EXERCISE DIRECTIONS
From the first line through the one containing "pub struct QueryArgs", restate the listing word for word, and give no other lines.
** RECORDS SHOWN follows **
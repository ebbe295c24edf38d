//! Command-line definitions and the `inspect` / `query` handlers shared with the REPL.

use std::path::PathBuf;

use anyhow::Result;
use chrono::NaiveDate;
use clap::{ArgGroup, Args, Parser, Subcommand};

use crate::data::{Filters, NeoDatabase};
use crate::output::{print_results, write_results, ApproachLine};

/// Results printed to the console when `--limit` is not given.
pub const DEFAULT_DISPLAY_LIMIT: usize = 10;

#[derive(Parser)]
#[command(name = "neo-explorer")]
#[command(about = "Explore near-Earth objects and their close approaches")]
#[command(version)]
pub struct Cli {
    /// NEO metadata file (.csv or .json)
    #[arg(long, env = "NEO_FILE", default_value = "data/neos.csv", global = true)]
    pub neofile: PathBuf,

    /// Close-approach file (.json or .csv)
    #[arg(long, env = "CAD_FILE", default_value = "data/cad.json", global = true)]
    pub cadfile: PathBuf,

    /// Enable debug logging (overridden by RUST_LOG)
    #[arg(long, global = true)]
    pub debug: bool,

    #[command(subcommand)]
    pub command: Commands,
}

#[derive(Subcommand)]
pub enum Commands {
    /// Look up one NEO by designation or name
    Inspect(InspectArgs),
    /// Find close approaches matching the given criteria
    Query(QueryArgs),
    /// Start an interactive session on the loaded data
    Interactive(InteractiveArgs),
}

#[derive(Args, Debug, Clone, PartialEq)]
#[command(group(ArgGroup::new("target").required(true).args(["pdes", "name"])))]
pub struct InspectArgs {
    /// Primary designation, e.g. "433" or "2000 SG344"
    #[arg(long)]
    pub pdes: Option<String>,

    /// IAU name, e.g. "Eros" (case-insensitive)
    #[arg(long)]
    pub name: Option<String>,

    /// Also list every close approach of the object
    #[arg(long)]
    pub verbose: bool,
}

#[derive(Args, Debug, Clone, Default, PartialEq)]
pub struct QueryArgs {
    /// Only approaches on this date (YYYY-MM-DD)
    #[arg(short, long, conflicts_with_all = ["start_date", "end_date"])]
    pub date: Option<NaiveDate>,

    /// Only approaches on or after this date (YYYY-MM-DD)
    #[arg(short, long)]
    pub start_date: Option<NaiveDate>,

    /// Only approaches on or before this date (YYYY-MM-DD)
    #[arg(short, long)]
    pub end_date: Option<NaiveDate>,

    /// Minimum approach distance in au
    #[arg(long = "min-distance")]
    pub distance_min: Option<f64>,

    /// Maximum approach distance in au
    #[arg(long = "max-distance")]
    pub distance_max: Option<f64>,

    /// Minimum relative velocity in km/s
    #[arg(long = "min-velocity")]
    pub velocity_min: Option<f64>,

    /// Maximum relative velocity in km/s
    #[arg(long = "max-velocity")]
    pub velocity_max: Option<f64>,

    /// Minimum NEO diameter in km
    #[arg(long = "min-diameter")]
    pub diameter_min: Option<f64>,

    /// Maximum NEO diameter in km
    #[arg(long = "max-diameter")]
    pub diameter_max: Option<f64>,

    /// Only potentially hazardous NEOs
    #[arg(long, conflicts_with = "not_hazardous")]
    pub hazardous: bool,

    /// Only NEOs that are not potentially hazardous
    #[arg(long)]
    pub not_hazardous: bool,

    /// Maximum number of results; 0 means no limit
    #[arg(short, long)]
    pub limit: Option<usize>,

    /// Write results to this file (.csv or .json) instead of the console
    #[arg(short, long)]
    pub outfile: Option<PathBuf>,
}

#[derive(Args, Debug, Clone, Default)]
pub struct InteractiveArgs {
    /// Reload the data files automatically when they change on disk
    #[arg(long)]
    pub aggressive: bool,
}

impl QueryArgs {
    pub fn filters(&self) -> Filters {
        let hazardous = match (self.hazardous, self.not_hazardous) {
            (true, _) => Some(true),
            (false, true) => Some(false),
            (false, false) => None,
        };
        Filters {
            date: self.date,
            start_date: self.start_date,
            end_date: self.end_date,
            distance_min: self.distance_min,
            distance_max: self.distance_max,
            velocity_min: self.velocity_min,
            velocity_max: self.velocity_max,
            diameter_min: self.diameter_min,
            diameter_max: self.diameter_max,
            hazardous,
        }
    }

    /// Files get every match unless a limit is given; the console gets
    /// [`DEFAULT_DISPLAY_LIMIT`].
    pub fn effective_limit(&self) -> Option<usize> {
        match (self.limit, &self.outfile) {
            (Some(n), _) => Some(n),
            (None, Some(_)) => None,
            (None, None) => Some(DEFAULT_DISPLAY_LIMIT),
        }
    }
}

// ---------------------------------------------------------------------------
// Handlers
// ---------------------------------------------------------------------------

/// Print one NEO (and optionally its approaches). Returns whether it was found.
pub fn run_inspect(db: &NeoDatabase, args: &InspectArgs) -> bool {
    let found = match (&args.pdes, &args.name) {
        (Some(pdes), _) => db.get_neo_by_designation(pdes),
        (None, Some(name)) => db.get_neo_by_name(name),
        (None, None) => None,
    };

    let Some(neo) = found else {
        println!("No matching NEOs exist in the database.");
        return false;
    };

    println!("{neo}");
    if args.verbose {
        for approach in db.approaches_of(neo) {
            println!("- {}", ApproachLine { approach, neo });
        }
    }
    true
}

/// Run a query and print or write the results. Returns how many were produced.
pub fn run_query(db: &NeoDatabase, args: &QueryArgs) -> Result<usize> {
    let results = db.query(&args.filters()).limit(args.effective_limit());
    let count = match &args.outfile {
        Some(path) => write_results(db, results, path)?,
        None => print_results(db, results),
    };
    log::debug!("Query produced {count} close approaches");
    Ok(count)
}

#[cfg(test)]
mod tests {
    use super::*;

    fn parse(args: &[&str]) -> Result<Cli, clap::Error> {
        Cli::try_parse_from(std::iter::once("neo-explorer").chain(args.iter().copied()))
    }

    fn query_args(args: &[&str]) -> QueryArgs {
        let mut argv = vec!["query"];
        argv.extend_from_slice(args);
        match parse(&argv).unwrap().command {
            Commands::Query(q) => q,
            _ => panic!("expected query"),
        }
    }

    #[test]
    fn query_flags_become_filters() {
        let q = query_args(&[
            "--start-date",
            "2020-01-01",
            "--max-distance",
            "0.1",
            "--min-diameter",
            "0.5",
            "--not-hazardous",
        ]);
        let f = q.filters();
        assert_eq!(f.start_date, NaiveDate::from_ymd_opt(2020, 1, 1));
        assert_eq!(f.distance_max, Some(0.1));
        assert_eq!(f.diameter_min, Some(0.5));
        assert_eq!(f.hazardous, Some(false));
        assert_eq!(f.date, None);
    }

    #[test]
    fn hazard_flags_are_exclusive() {
        assert!(parse(&["query", "--hazardous", "--not-hazardous"]).is_err());
        assert_eq!(query_args(&["--hazardous"]).filters().hazardous, Some(true));
        assert_eq!(query_args(&[]).filters().hazardous, None);
    }

    #[test]
    fn date_conflicts_with_range() {
        assert!(parse(&["query", "--date", "2020-01-01", "--end-date", "2020-02-01"]).is_err());
        assert!(parse(&["query", "--date", "2020-13-01"]).is_err());
    }

    #[test]
    fn limit_defaults() {
        assert_eq!(query_args(&[]).effective_limit(), Some(DEFAULT_DISPLAY_LIMIT));
        assert_eq!(query_args(&["--outfile", "out.csv"]).effective_limit(), None);
        let capped = query_args(&["--outfile", "out.csv", "--limit", "5"]);
        assert_eq!(capped.effective_limit(), Some(5));
    }

    #[test]
    fn inspect_needs_a_target() {
        assert!(parse(&["inspect"]).is_err());
        let cli = parse(&["--neofile", "x.csv", "inspect", "--name", "Eros"]).unwrap();
        assert_eq!(cli.neofile, PathBuf::from("x.csv"));
        match cli.command {
            Commands::Inspect(args) => assert_eq!(args.name.as_deref(), Some("Eros")),
            _ => panic!("expected inspect"),
        }
    }

    #[test]
    fn debug_flag_is_separate_from_inspect_verbose() {
        let cli = parse(&["inspect", "--pdes", "433", "--verbose", "--debug"]).unwrap();
        assert!(cli.debug);
        match cli.command {
            Commands::Inspect(args) => assert!(args.verbose),
            _ => panic!("expected inspect"),
        }
        assert!(!parse(&["inspect", "--pdes", "433"]).unwrap().debug);
    }
}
** End of RECORDS SHOWN **
RESPONSE FOR THIS EXERCISE
repository ebbe295c24edf38d
//! Command-line definitions and the `inspect` / `query` handlers shared with the REPL.

use std::path::PathBuf;

use anyhow::Result;
use chrono::NaiveDate;
use clap::{ArgGroup, Args, Parser, Subcommand};

use crate::data::{Filters, NeoDatabase};
use crate::output::{print_results, write_results, ApproachLine};

/// Results printed to the console when `--limit` is not given.
pub const DEFAULT_DISPLAY_LIMIT: usize = 10;

#[derive(Parser)]
#[command(name = "neo-explorer")]
#[command(about = "Explore near-Earth objects and their close approaches")]
#[command(version)]
pub struct Cli {
    /// NEO metadata file (.csv or .json)
    #[arg(long, env = "NEO_FILE", default_value = "data/neos.csv", global = true)]
    pub neofile: PathBuf,

    /// Close-approach file (.json or .csv)
    #[arg(long, env = "CAD_FILE", default_value = "data/cad.json", global = true)]
    pub cadfile: PathBuf,

    /// Enable debug logging (overridden by RUST_LOG)
    #[arg(long, global = true)]
    pub debug: bool,

    #[command(subcommand)]
    pub command: Commands,
}

#[derive(Subcommand)]
pub enum Commands {
    /// Look up one NEO by designation or name
    Inspect(InspectArgs),
    /// Find close approaches matching the given criteria
    Query(QueryArgs),
    /// Start an interactive session on the loaded data
    Interactive(InteractiveArgs),
}

#[derive(Args, Debug, Clone, PartialEq)]
#[command(group(ArgGroup::new("target").required(true).args(["pdes", "name"])))]
pub struct InspectArgs {
    /// Primary designation, e.g. "433" or "2000 SG344"
    #[arg(long)]
    pub pdes: Option<String>,

    /// IAU name, e.g. "Eros" (case-insensitive)
    #[arg(long)]
    pub name: Option<String>,

    /// Also list every close approach of the object
    #[arg(long)]
    pub verbose: bool,
}

#[derive(Args, Debug, Clone, Default, PartialEq)]
pub struct QueryArgs {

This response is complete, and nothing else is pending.